Aim of the exercise.
Count every line that includes the string "PartialEq" in the entries that follow. Nothing besides the number is needed.

---- Input data

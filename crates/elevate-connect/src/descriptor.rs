//! Identity of the remote service the broker is asked to bind

use serde::{Deserialize, Serialize};
use std::fmt;

/// Executable component reference: owning package plus service class
#[derive(Debug, Clone, PartialEq, Eq, Hash, Serialize, Deserialize)]
pub struct ComponentName {
    pub package: String,
    pub class_name: String,
}

impl ComponentName {
    pub fn new(package: impl Into<String>, class_name: impl Into<String>) -> Self {
        Self {
            package: package.into(),
            class_name: class_name.into(),
        }
    }
}

impl fmt::Display for ComponentName {
    fn fmt(&self, f: &mut fmt::Formatter<'_>) -> fmt::Result {
        write!(f, "{}/{}", self.package, self.class_name)
    }
}

/// Arguments for binding a user service through the broker
///
/// Built once when the bridge is created and never mutated. `version` is the
/// compatibility contract with the service binary: bump it together with any
/// change to the service's interface, or the broker may hand back a cached
/// process running the old code.
///
/// # Example
///
/// ```
/// use elevate_connect::{ComponentName, ServiceDescriptor};
///
/// let descriptor = ServiceDescriptor::new(ComponentName::new(
///     "com.example.dronestuff",
///     "com.example.dronestuff.FileService",
/// ))
/// .daemon(false)
/// .process_name_suffix("file_service")
/// .version(7);
///
/// assert_eq!(descriptor.process_name(), "com.example.dronestuff:file_service");
/// ```
#[derive(Debug, Clone, PartialEq, Eq, Hash)]
pub struct ServiceDescriptor {
    component: ComponentName,
    process_name_suffix: String,
    daemon: bool,
    debuggable: bool,
    version: u32,
}

impl ServiceDescriptor {
    /// Daemon by default, matching the broker's own default
    pub fn new(component: ComponentName) -> Self {
        Self {
            component,
            process_name_suffix: "p".to_string(),
            daemon: true,
            debuggable: false,
            version: 0,
        }
    }

    /// `false` ties the service process to the broker binder's lifetime
    pub fn daemon(mut self, daemon: bool) -> Self {
        self.daemon = daemon;
        self
    }

    pub fn process_name_suffix(mut self, suffix: impl Into<String>) -> Self {
        self.process_name_suffix = suffix.into();
        self
    }

    pub fn debuggable(mut self, debuggable: bool) -> Self {
        self.debuggable = debuggable;
        self
    }

    pub fn version(mut self, version: u32) -> Self {
        self.version = version;
        self
    }

    pub fn component(&self) -> &ComponentName {
        &self.component
    }

    pub fn is_daemon(&self) -> bool {
        self.daemon
    }

    pub fn is_debuggable(&self) -> bool {
        self.debuggable
    }

    pub fn service_version(&self) -> u32 {
        self.version
    }

    /// Key the broker uses to find an existing process for this service
    pub fn tag(&self) -> String {
        self.component.to_string()
    }

    pub fn process_name(&self) -> String {
        format!("{}:{}", self.component.package, self.process_name_suffix)
    }
}

#[cfg(test)]
mod tests {
    use super::*;

    fn component() -> ComponentName {
        ComponentName::new("com.example.app", "com.example.app.FileService")
    }

    #[test]
    fn test_defaults() {
        let d = ServiceDescriptor::new(component());
        assert!(d.is_daemon());
        assert!(!d.is_debuggable());
        assert_eq!(d.service_version(), 0);
        assert_eq!(d.tag(), "com.example.app/com.example.app.FileService");
    }

    #[test]
    fn test_version_distinguishes_descriptors() {
        let v1 = ServiceDescriptor::new(component()).version(1);
        let v2 = ServiceDescriptor::new(component()).version(2);
        assert_ne!(v1, v2);
        assert_eq!(v1.tag(), v2.tag());
    }
}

--------

Answer section.
2